Evil Superman (portrayed by Christopher Reeve) is a fictional supervillain utilized in Superman III. He is the original Superman turned evil when computer expert Gus Gorman gives him synthetic kryptonite. The formula he received to make synthetic kryptonite included known elements; however, 0.57% of the formula was unknown. He replaced this with tar, which made the synthetic crystal behave like red and black kryptonite, slowly turning Superman evil. The idea of an evil Superman came up when Pierre Spengler wanted to add a serious edge to the film's comic tone. Unfortunately, fans weren't impressed, and he ended up "touching a wrong nerve".

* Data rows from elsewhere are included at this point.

//! Candidate analysis: role assignment, market comparison and scoring per row

use crate::config::Config;
use crate::error::{Result, WorkforceError};
use crate::processing::candidate::{parse_ratings, parse_skills, CandidateRecord, EnrichedCandidate};
use crate::processing::market_salary::{MarketSalarySource, MarketSalaryTable};
use crate::processing::role_matcher::RoleMatcher;
use crate::processing::scorer::SuitabilityScorer;
use log::{debug, info, warn};
use serde::{Deserialize, Serialize};

/// Enriches candidate records using an injected role table, salary source and scorer.
pub struct CandidateAnalyzer {
    matcher: RoleMatcher,
    scorer: SuitabilityScorer,
    market: Box<dyn MarketSalarySource>,
}

/// A row that could not be analyzed.
#[derive(Debug, Clone, PartialEq, Serialize, Deserialize)]
pub struct RecordFailure {
    /// 1-based position among the data rows.
    pub row: usize,
    pub name: String,
    pub reason: String,
}

/// Result of analyzing a whole dataset: enriched rows in input order plus
/// the rows that failed.
#[derive(Debug, Clone, Default, Serialize, Deserialize)]
pub struct AnalysisBatch {
    pub candidates: Vec<EnrichedCandidate>,
    pub failures: Vec<RecordFailure>,
}

impl CandidateAnalyzer {
    pub fn new(
        matcher: RoleMatcher,
        scorer: SuitabilityScorer,
        market: Box<dyn MarketSalarySource>,
    ) -> Self {
        Self {
            matcher,
            scorer,
            market,
        }
    }

    pub fn from_config(config: &Config) -> Result<Self> {
        config.validate()?;
        Ok(Self::new(
            RoleMatcher::new(&config.roles)?,
            SuitabilityScorer::new(&config.scoring),
            Box::new(MarketSalaryTable::from_config(config)),
        ))
    }

    /// Analyze every record independently. A malformed row is reported in
    /// `failures` and does not affect the others.
    pub fn analyze(&self, records: &[CandidateRecord]) -> AnalysisBatch {
        let mut batch = AnalysisBatch::default();

        for (index, record) in records.iter().enumerate() {
            let row = index + 1;
            match self.enrich(row, record) {
                Ok(candidate) => batch.candidates.push(candidate),
                Err(WorkforceError::MalformedRecord { row, name, reason }) => {
                    warn!("Skipping row {} ({}): {}", row, name, reason);
                    batch.failures.push(RecordFailure { row, name, reason });
                }
                Err(e) => batch.failures.push(RecordFailure {
                    row,
                    name: record.name.clone(),
                    reason: e.to_string(),
                }),
            }
        }

        info!(
            "Analyzed {} candidates ({} failed)",
            batch.candidates.len(),
            batch.failures.len()
        );
        batch
    }

    /// Enrich one record; `row` is only used for error reporting.
    pub fn enrich(&self, row: usize, record: &CandidateRecord) -> Result<EnrichedCandidate> {
        let malformed = |reason: String| WorkforceError::MalformedRecord {
            row,
            name: record.name.clone(),
            reason,
        };

        let skills = parse_skills(&record.skills).map_err(malformed)?;
        let ratings = parse_ratings(&record.skill_ratings, self.scorer.max_rating()).map_err(malformed)?;
        if skills.len() != ratings.len() {
            return Err(malformed(format!(
                "{} skills but {} skill ratings",
                skills.len(),
                ratings.len()
            )));
        }

        let expected_salary = record.expected_salary;
        if !expected_salary.is_finite() || expected_salary < 0.0 {
            return Err(malformed(format!(
                "expected salary {} is not a non-negative number",
                expected_salary
            )));
        }

        let assigned_role = self.matcher.assign_role(&skills).to_string();
        let market_salary = self.market.market_salary(&assigned_role);
        let salary_comparison = market_salary.map(|market| expected_salary - market);
        let score = self
            .scorer
            .score(&ratings, expected_salary, market_salary)
            .map_err(|e| malformed(e.to_string()))?;

        debug!(
            "{} -> {} (skill {:.2}, salary {:.2})",
            record.name, assigned_role, score.skill_component, score.salary_component
        );

        Ok(EnrichedCandidate {
            record: record.clone(),
            assigned_role,
            market_salary,
            salary_comparison,
            suitability_score: score.total,
        })
    }

    pub fn matcher(&self) -> &RoleMatcher {
        &self.matcher
    }
}

impl AnalysisBatch {
    pub fn is_clean(&self) -> bool {
        self.failures.is_empty()
    }

    /// All-or-nothing view: the first failure becomes the error.
    pub fn into_strict(self) -> Result<Vec<EnrichedCandidate>> {
        match self.failures.into_iter().next() {
            Some(failure) => Err(WorkforceError::MalformedRecord {
                row: failure.row,
                name: failure.name,
                reason: failure.reason,
            }),
            None => Ok(self.candidates),
        }
    }
}

#[cfg(test)]
mod tests {
    use super::*;
    use std::collections::BTreeMap;

    fn analyzer() -> CandidateAnalyzer {
        CandidateAnalyzer::from_config(&Config::default()).unwrap()
    }

    #[test]
    fn test_perfect_data_scientist() {
        let record = CandidateRecord::new(
            "Ada",
            "Python,Machine Learning,Statistics,Data Analysis",
            "10,10,10,10",
            "Data Scientist",
            120_000.0,
        );
        let candidate = analyzer().enrich(1, &record).unwrap();

        assert_eq!(candidate.assigned_role, "Data Scientist");
        assert_eq!(candidate.market_salary, Some(120_000.0));
        assert_eq!(candidate.salary_comparison, Some(0.0));
        assert_eq!(candidate.suitability_score, 100.0);
        assert_eq!(candidate.record, record);
    }

    #[test]
    fn test_end_to_end_python_java() {
        let record = CandidateRecord::new("Linus", "Python, Java", "8, 6", "Data Scientist", 100_000.0);
        let candidate = analyzer().enrich(1, &record).unwrap();

        assert_eq!(candidate.assigned_role, "Software Engineer");
        assert_eq!(candidate.market_salary, Some(110_000.0));
        assert_eq!(candidate.salary_comparison, Some(-10_000.0));
        assert_eq!(candidate.suitability_score, 79.0);
    }

    #[test]
    fn test_unknown_market_salary() {
        let config = Config::default();
        let analyzer = CandidateAnalyzer::new(
            RoleMatcher::new(&config.roles).unwrap(),
            SuitabilityScorer::new(&config.scoring),
            Box::new(MarketSalaryTable::new(BTreeMap::new())),
        );
        let record = CandidateRecord::new("Grace", "Excel", "10", "Analyst", 50_000.0);
        let candidate = analyzer.enrich(1, &record).unwrap();

        assert_eq!(candidate.assigned_role, "Business Analyst");
        assert_eq!(candidate.market_salary, None);
        assert_eq!(candidate.salary_comparison, None);
        assert_eq!(candidate.suitability_score, 70.0);
    }

    #[test]
    fn test_batch_keeps_order_and_collects_failures() {
        let records = vec![
            CandidateRecord::new("A", "Excel,Reporting", "7,8", "Business Analyst", 85_000.0),
            CandidateRecord::new("B", "Python,Java", "8", "Software Engineer", 90_000.0),
            CandidateRecord::new("C", "Leadership", "nine", "Product Manager", 90_000.0),
            CandidateRecord::new("D", "", "", "Product Manager", 90_000.0),
            CandidateRecord::new("E", "Recruitment", "6", "HR Specialist", -1.0),
            CandidateRecord::new("F", "Strategy", "9", "Product Manager", 140_000.0),
        ];

        let batch = analyzer().analyze(&records);
        let names: Vec<&str> = batch.candidates.iter().map(|c| c.name()).collect();
        assert_eq!(names, vec!["A", "F"]);

        let failed_rows: Vec<usize> = batch.failures.iter().map(|f| f.row).collect();
        assert_eq!(failed_rows, vec![2, 3, 4, 5]);
        assert!(batch.failures[0].reason.contains("2 skills but 1 skill ratings"));
        assert!(!batch.is_clean());
    }

    #[test]
    fn test_blank_skill_position_is_a_record_failure() {
        let records = vec![
            CandidateRecord::new("N", "Python,,Java", "8,6", "Software Engineer", 100_000.0),
            CandidateRecord::new("O", "Python,Java", "8,6", "Software Engineer", 100_000.0),
        ];

        let batch = analyzer().analyze(&records);
        assert_eq!(batch.candidates.len(), 1);
        assert_eq!(batch.candidates[0].name(), "O");
        assert_eq!(
            batch.failures,
            vec![RecordFailure {
                row: 1,
                name: "N".to_string(),
                reason: "skill 2 is blank".to_string(),
            }]
        );
    }

    #[test]
    fn test_into_strict_reports_first_failure() {
        let records = vec![
            CandidateRecord::new("A", "Excel", "7", "Business Analyst", 85_000.0),
            CandidateRecord::new("B", "Excel", "x", "Business Analyst", 85_000.0),
        ];

        match analyzer().analyze(&records).into_strict() {
            Err(WorkforceError::MalformedRecord { row, name, .. }) => {
                assert_eq!(row, 2);
                assert_eq!(name, "B");
            }
            other => panic!("expected malformed record error, got {:?}", other),
        }

        let clean = analyzer().analyze(&records[..1]).into_strict().unwrap();
        assert_eq!(clean.len(), 1);
    }
}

Evil Superman has a similar appearance to the original Superman, except that his expression projects either bullying arrogance or a sullen scowl. He is unshaven and his hair appears greasy and unkempt. Evil Superman's cape has darker colors than the original Superman's suit. According to some reviewers, it resembles the costume worn in Superman Returns. The S symbol also has a dirtier yellow background.
In the original version of Superman III, Gus Gorman was to be a disguise for the supervillain Brainiac in which he could live among humans. Under his Gus persona, Brainiac would then set about his evil deeds using the supercomputer which appears at the end of the film. The filmakers rejected this idea, instead using the Gus Gorman character for comic relief.
A talented computer hacker, August "Gus" Gorman is unemployed and down on his luck. Finally landing a job at Webscoe Industries by happenstance, he balks at the figure of his first paycheck, which is $143.80½. But, once he'd learned that all of the other ½ cents are left floating around inside the megacorporation's database, Gorman hacked into the company's computer system and funneled them all into his next check, accruing the amount of $85,789.90. (This form of hacking is known as salami slicing.)
Having gained the attention of Webscoe's owner Ross Webster (by driving a red sportscar to work one morning), Gorman is given the choice of either going to jail or helping Webster gain economic control over the world, starting with the coffee industry.
Lenny Luthor, played by Jon Cryer, is the teenaged nephew of criminal genius Lex Luthor, who appears in the film Superman IV: The Quest for Peace. Like his uncle's previous criminal associates (i.e. Otis), Lenny is considerably less than intelligent, and in fact he's a bungling imbecile according to Lex, who considers him "the Dutch Elm disease of my family tree."
Actor Gene Hackman played the role of Lex Luthor in the 1978 movie Superman and in two of its three sequels (Superman II and Superman IV: The Quest for Peace). Hackman's portrayal is a notable departure from Luthor's comic book incarnations. In the films, Luthor is portrayed as Superman's comedic foil, or as comic book critic Peter Sanderson puts it, "a used car salesman wielding nuclear missiles."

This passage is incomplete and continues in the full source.